[HOW TO COMPLETE THIS TASK]: Run through the records and, wherever a line holds the word "impl", return that line.

[RECORDS FOR THE EXERCISE]:
use chrono::{DateTime, Utc};
use seed_protocol::{
    format_uptime, overall_status, CapacityUsage, CpuUsage, HealthReport, HealthStatus,
    NetworkThroughput, PathCounts, ResourceUsage, ServiceHealth,
};

use crate::random::RandomSource;
use crate::util::iso;

fn service(
    name: &str,
    status: HealthStatus,
    uptime: impl Into<String>,
    response_time: impl Into<String>,
    url: &str,
) -> ServiceHealth {
    ServiceHealth {
        name: name.into(),
        status,
        uptime: uptime.into(),
        response_time: response_time.into(),
        url: url.into(),
    }
}

/// Six services of the demo stack. The API entry reports this process's own uptime.
pub(crate) fn services(rng: &dyn RandomSource, uptime_secs: u64) -> Vec<ServiceHealth> {
    let ai_status = if rng.next_f64() > 0.8 {
        HealthStatus::Warning
    } else {
        HealthStatus::Healthy
    };
    let ai_latency = (rng.next_f64() * 200.0 + 200.0).floor() as u64;
    vec![
        service("Frontend", HealthStatus::Healthy, "2d 14h", "45ms", "http://frontend:3000"),
        service(
            "API",
            HealthStatus::Healthy,
            format_uptime(uptime_secs),
            "120ms",
            "http://api:8000",
        ),
        service(
            "AI Engine",
            ai_status,
            "1d 8h",
            format!("{ai_latency}ms"),
            "http://ai-engine:5000",
        ),
        service(
            "Database",
            HealthStatus::Healthy,
            "7d 3h",
            "25ms",
            "postgresql://database:5432",
        ),
        service("Cache", HealthStatus::Healthy, "7d 3h", "8ms", "redis://cache:6379"),
        service("Monitor", HealthStatus::Healthy, "2d 14h", "15ms", "http://monitor:80"),
    ]
}

pub(crate) fn resources(rng: &dyn RandomSource) -> ResourceUsage {
    let cpu = rng.next_f64() * 30.0 + 10.0;
    let memory = rng.next_f64() * 20.0 + 60.0;
    let disk = rng.next_f64() * 20.0 + 40.0;
    let net_in = rng.next_f64() * 2.0 + 0.5;
    let net_out = rng.next_f64() + 0.3;
    ResourceUsage {
        cpu: CpuUsage {
            usage: cpu,
            cores: 4,
        },
        memory: CapacityUsage {
            usage: memory,
            total: "8GB".into(),
            used: format!("{:.1}GB", (memory * 0.8).floor() / 10.0),
        },
        disk: CapacityUsage {
            usage: disk,
            total: "100GB".into(),
            used: format!("{}GB", disk.floor() as u64),
        },
        network: NetworkThroughput {
            inbound: format!("{net_in:.1}MB/s"),
            outbound: format!("{net_out:.1}MB/s"),
        },
    }
}

pub(crate) fn health_snapshot(
    rng: &dyn RandomSource,
    now: DateTime<Utc>,
    uptime_secs: u64,
) -> HealthReport {
    let services = services(rng, uptime_secs);
    let overall = overall_status(&services);
    let resources = resources(rng);
    let paths = PathCounts::tally(
        super::paths::catalog(rng, now)
            .into_iter()
            .map(|path| path.status),
    );
    HealthReport {
        overall,
        timestamp: iso(now),
        services,
        resources,
        paths,
    }
}

#[cfg(test)]
mod tests {
    use super::*;
    use crate::random::SequenceRandom;

    #[test]
    fn ai_engine_warns_above_threshold() {
        let report = health_snapshot(&SequenceRandom::constant(0.9), Utc::now(), 90);
        assert_eq!(report.overall, HealthStatus::Warning);
        let ai = report.services.iter().find(|s| s.name == "AI Engine").unwrap();
        assert_eq!(ai.response_time, "380ms");
        assert_eq!(report.services.len(), 6);
    }

    #[test]
    fn quiet_draws_are_healthy() {
        let report = health_snapshot(&SequenceRandom::constant(0.0), Utc::now(), 3_700);
        assert_eq!(report.overall, HealthStatus::Healthy);
        let api = report.services.iter().find(|s| s.name == "API").unwrap();
        assert_eq!(api.uptime, "1h 1m");
        assert_eq!(report.paths.total, 5);
        assert_eq!(report.paths.healthy, 5);
    }

    #[test]
    fn resources_stay_in_band() {
        for draw in [0.0, 0.25, 0.5, 0.999] {
            let r = resources(&SequenceRandom::constant(draw));
            assert!((10.0..40.0).contains(&r.cpu.usage));
            assert!((60.0..80.0).contains(&r.memory.usage));
            assert!((40.0..60.0).contains(&r.disk.usage));
            assert_eq!(r.cpu.cores, 4);
        }
        let r = resources(&SequenceRandom::constant(0.5));
        assert_eq!(r.memory.used, "5.6GB");
        assert_eq!(r.disk.used, "50GB");
        assert_eq!(r.network.inbound, "1.5MB/s");
        assert_eq!(r.network.outbound, "0.8MB/s");
    }
}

[FINISHED TASK]:
    uptime: impl Into<String>,
    response_time: impl Into<String>,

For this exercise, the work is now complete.